How to authenticate with a bearer token in cURL

Bearer tokens let cURL send an issued access credential to an API without repeating a password or browser session on every request. This fits OAuth 2.0 access tokens, service-account calls, and repeatable CLI checks against protected endpoints.

In cURL, --oauth2-bearer formats the standard Authorization: Bearer header for the request. The token value can come from a shell variable, secret manager, CI environment variable, or another private source as long as the command passes only the token string to cURL.

Bearer tokens remain reusable secrets until they expire or are revoked. Use HTTPS, keep tokens out of shared traces and tickets, and avoid --location-trusted unless the redirected host is meant to receive the credential. Plain --location keeps command-line credentials on the original host.

Related: How to authenticate with a JSON Web Token in cURL
Related: How to authenticate with an API key in cURL
Related: How to debug HTTP requests with cURL
Tool: cURL Command Generator

Steps to authenticate with a bearer token in cURL:

  1. Set the bearer token in the current shell before making the request. 
    $ ACCESS_TOKEN='eyJ...sig-redacted'

    Replace the masked value with the real issued token in actual use, and prefer an existing restricted secret source when the workflow already has one.

  2. Send the request with --oauth2-bearer and confirm that the API accepts the credential. 
    $ curl --disable --silent --show-error \
  --oauth2-bearer "$ACCESS_TOKEN" \
  --write-out '\nHTTP %{http_code}\n' \
  https://httpbin.org/bearer
{
  "authenticated": true,
  "token": "eyJ...sig-redacted"
}

HTTP 200

    --disable appears first so local curlrc defaults cannot add headers, redirects, or other options to the example request.

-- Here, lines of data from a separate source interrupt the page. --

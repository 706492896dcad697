pub mod article;
pub mod file_name;

pub use article::{ArticleId, ArticleMetadata, FileDescriptor};
pub use file_name::sanitize_file_name;
use clap::Parser;

use datafetch::cli::Cli;
use datafetch::config::Config;
use datafetch::errors::FetcherResult;
use datafetch::logging;
use datafetch::services::DownloadService;
use datafetch::sources::FigshareSource;

fn main() {
    if let Err(e) = run() {
        eprintln!("Error: {}", e);
        std::process::exit(1);
    }
}

fn run() -> FetcherResult<()> {
    // .env values must be in the environment before clap reads `env` defaults
    Config::load_dotenv();
    let cli = Cli::parse();

    logging::init_logging();

    let config = Config::from_overrides(
        cli.base_url,
        cli.article_ids,
        cli.output_dir,
        cli.timeout_secs,
    )?;
    tracing::debug!(?config, "configuration loaded");

    let source = FigshareSource::new(&config.base_url, config.timeout)?;
    let service = DownloadService::new(source, &config);

    if cli.dry_run {
        cmd_plan(&service)
    } else {
        cmd_download(&service)
    }
}

fn cmd_download(service: &DownloadService<FigshareSource>) -> FetcherResult<()> {
    println!("Starting to download the files. Please wait...");

    service.download_all()?;

    println!("\nAll files have been downloaded");
    println!("\nNow you are ready to test the models!");

    Ok(())
}

fn cmd_plan(service: &DownloadService<FigshareSource>) -> FetcherResult<()> {
    println!("Listing the files. Nothing will be downloaded.\n");

    let plan = service.plan_all()?;
    let mut total = 0;

    for (id, files) in &plan {
        if files.is_empty() {
            println!("No file found for article ID {}", id);
            continue;
        }

        println!("Article {} ({} files):", id, files.len());
        for file in files {
            println!("  [DRY RUN] {} -> {}", file.remote_name, file.destination.display());
        }
        total += files.len();
        println!();
    }

    println!(
        "Dry run complete. Would download {} files into {}",
        total,
        service.output().path().display()
    );

    Ok(())
}
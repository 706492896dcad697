use std::fmt;

use serde::{Deserialize, Serialize};

use crate::errors::{FetcherError, FetcherResult};

/// Opaque identifier of a remotely hosted article
#[derive(Debug, Clone, PartialEq, Eq, Hash, Serialize, Deserialize)]
#[serde(transparent)]
pub struct ArticleId(String);

impl ArticleId {
    pub fn new(id: impl Into<String>) -> Self {
        Self(id.into())
    }

    pub fn as_str(&self) -> &str {
        &self.0
    }

    /// Parse a comma or whitespace separated list, skipping blank entries
    pub fn parse_list(list: &str) -> FetcherResult<Vec<ArticleId>> {
        let ids: Vec<ArticleId> = list
            .split(|c: char| c == ',' || c.is_whitespace())
            .filter(|s| !s.is_empty())
            .map(ArticleId::new)
            .collect();

        if ids.is_empty() {
            return Err(FetcherError::Config(
                "Article ID list is empty".to_string(),
            ));
        }

        Ok(ids)
    }
}

impl fmt::Display for ArticleId {
    fn fmt(&self, f: &mut fmt::Formatter<'_>) -> fmt::Result {
        f.write_str(&self.0)
    }
}

/// One file attached to an article
#[derive(Debug, Clone, PartialEq, Eq, Serialize, Deserialize)]
pub struct FileDescriptor {
    pub name: String,
    pub download_url: String,
}

impl FileDescriptor {
    pub fn new(name: impl Into<String>, download_url: impl Into<String>) -> Self {
        Self {
            name: name.into(),
            download_url: download_url.into(),
        }
    }
}

/// The subset of the article metadata response we care about.
/// Everything except `files` is ignored.
#[derive(Debug, Clone, Default, PartialEq, Eq, Serialize, Deserialize)]
pub struct ArticleMetadata {
    #[serde(default)]
    pub files: Vec<FileDescriptor>,
}

impl ArticleMetadata {
    pub fn from_json(bytes: &[u8]) -> FetcherResult<Self> {
        Ok(serde_json::from_slice(bytes)?)
    }
}
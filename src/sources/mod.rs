pub mod traits;
pub mod figshare;

pub use traits::ArticleSource;
pub use figshare::FigshareSource;
use crate::state::{Screen, State};
use anyhow::Result;
use crossterm::{
    event,
    event::{Event as CrosstermEvent, KeyCode, KeyEvent, KeyModifiers},
};
use log::*;
use std::{sync::mpsc, thread, time::Duration};

/// Specify terminal event poll rate in milliseconds.
///
const TICK_RATE_IN_MS: u64 = 60;

/// Specify different terminal event types.
///
#[derive(Debug)]
pub enum Event<I> {
    Input(I),
    Tick,
}

/// Specify struct for managing terminal events channel.
///
pub struct Handler {
    rx: mpsc::Receiver<Event<KeyEvent>>,
    _tx: mpsc::Sender<Event<KeyEvent>>,
}

impl Handler {
    /// Return new instance after spawning new input polling thread.
    ///
    pub fn new() -> Self {
        let (tx, rx) = mpsc::channel();
        let tx_clone = tx.clone();
        thread::spawn(move || loop {
            let tick_rate = Duration::from_millis(TICK_RATE_IN_MS);
            if event::poll(tick_rate).unwrap() {
                if let CrosstermEvent::Key(key) = event::read().unwrap() {
                    tx_clone.send(Event::Input(key)).unwrap();
                }
            }
            tx_clone.send(Event::Tick).unwrap();
        });
        Handler { rx, _tx: tx }
    }

    /// Receive next terminal event and handle it accordingly. Returns result
    /// with value true if should continue or false if exit was requested.
    ///
    pub fn handle_next(&self, state: &mut State) -> Result<bool> {
        match self.rx.recv()? {
            Event::Input(event) => match event {
                KeyEvent {
                    code: KeyCode::Char('c'),
                    modifiers: KeyModifiers::CONTROL,
                    ..
                } => {
                    debug!("Processing exit terminal event '{:?}'...", event);
                    return Ok(false);
                }
                KeyEvent {
                    code: KeyCode::Char('q'),
                    ..
                } => {
                    debug!("Processing exit terminal event '{:?}'...", event);
                    return Ok(false);
                }
                KeyEvent {
                    code: KeyCode::Tab, ..
                } => {
                    // Ignored by state while the detail overlay is open
                    state.next_screen();
                }
                KeyEvent {
                    code: KeyCode::Char('d'),
                    ..
                } => {
                    debug!("Processing debug overlay toggle event '{:?}'...", event);
                    state.toggle_debug_mode();
                }
                KeyEvent {
                    code: KeyCode::Esc, ..
                } => {
                    if state.is_debug_mode() {
                        state.exit_debug_mode();
                    } else if state.is_detail_visible() {
                        debug!("Processing close detail event '{:?}'...", event);
                        state.close_details();
                    }
                }
                KeyEvent {
                    code: KeyCode::Enter,
                    ..
                } => match state.current_screen() {
                    Screen::Bmi => {
                        debug!("Processing calculate event '{:?}'...", event);
                        state.calculate();
                    }
                    Screen::Catalog => {
                        if state.is_detail_visible() {
                            state.confirm_purchase();
                        } else {
                            state.open_selected_details();
                        }
                    }
                },
                KeyEvent {
                    code: KeyCode::Backspace,
                    ..
                } => match state.current_screen() {
                    Screen::Bmi => {
                        state.backspace_input();
                    }
                    Screen::Catalog => {
                        // Platform back gesture equivalent
                        if state.is_detail_visible() {
                            state.close_details();
                        }
                    }
                },
                KeyEvent {
                    code: KeyCode::Char('b'),
                    ..
                } if *state.current_screen() == Screen::Catalog => {
                    if state.is_detail_visible() {
                        state.confirm_purchase();
                    } else {
                        state.open_selected_details();
                    }
                }
                KeyEvent {
                    code: KeyCode::Char('r'),
                    ..
                } if *state.current_screen() == Screen::Bmi => {
                    debug!("Processing reset form event '{:?}'...", event);
                    state.reset_form();
                }
                KeyEvent {
                    code: KeyCode::Down,
                    ..
                }
                | KeyEvent {
                    code: KeyCode::Char('j'),
                    ..
                } => match state.current_screen() {
                    Screen::Bmi => {
                        state.next_field();
                    }
                    Screen::Catalog => {
                        if !state.is_detail_visible() {
                            state.next_product();
                        }
                    }
                },
                KeyEvent {
                    code: KeyCode::Up, ..
                }
                | KeyEvent {
                    code: KeyCode::Char('k'),
                    ..
                } => match state.current_screen() {
                    Screen::Bmi => {
                        state.previous_field();
                    }
                    Screen::Catalog => {
                        if !state.is_detail_visible() {
                            state.previous_product();
                        }
                    }
                },
                KeyEvent {
                    code: KeyCode::Char(c),
                    ..
                } if *state.current_screen() == Screen::Bmi => {
                    // State drops anything that is not a digit or separator
                    state.add_input_char(c);
                }
                _ => {}
            },
            Event::Tick => {
                state.advance_animations();
            }
        }
        Ok(true)
    }
}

  3. Inspect the echoed headers when the server says the token was missing or malformed. 
    $ curl --disable --silent --show-error \
  --oauth2-bearer "$ACCESS_TOKEN" \
  https://httpbin.org/headers
{
  "headers": {
    "Accept": "*/*",
    "Authorization": "Bearer eyJ...sig-redacted",
    "Host": "httpbin.org",
    "User-Agent": "curl/8.18.0",
    "X-Amzn-Trace-Id": "Root=1-6a237a6a-045df9112a467eba124a0819"
  }
}

    The Authorization line proves that cURL sent the bearer token in the standard header format before the request reached the application.

    Related: How to view HTTP request headers with cURL

  4. Repeat the call without the token when the protection boundary itself needs confirmation. 
    $ curl --disable --silent --show-error \
  --write-out '\nHTTP %{http_code}\n' \
  https://httpbin.org/bearer

HTTP 401

    A clear 401 Unauthorized confirms that the endpoint is enforcing bearer authentication instead of succeeding for unrelated reasons.

  5. Clear the token from the current shell after the request batch finishes. 
    $ unset ACCESS_TOKEN

    The variable disappears only from the current shell, so any copied logs, saved config files, or recordings still need separate cleanup.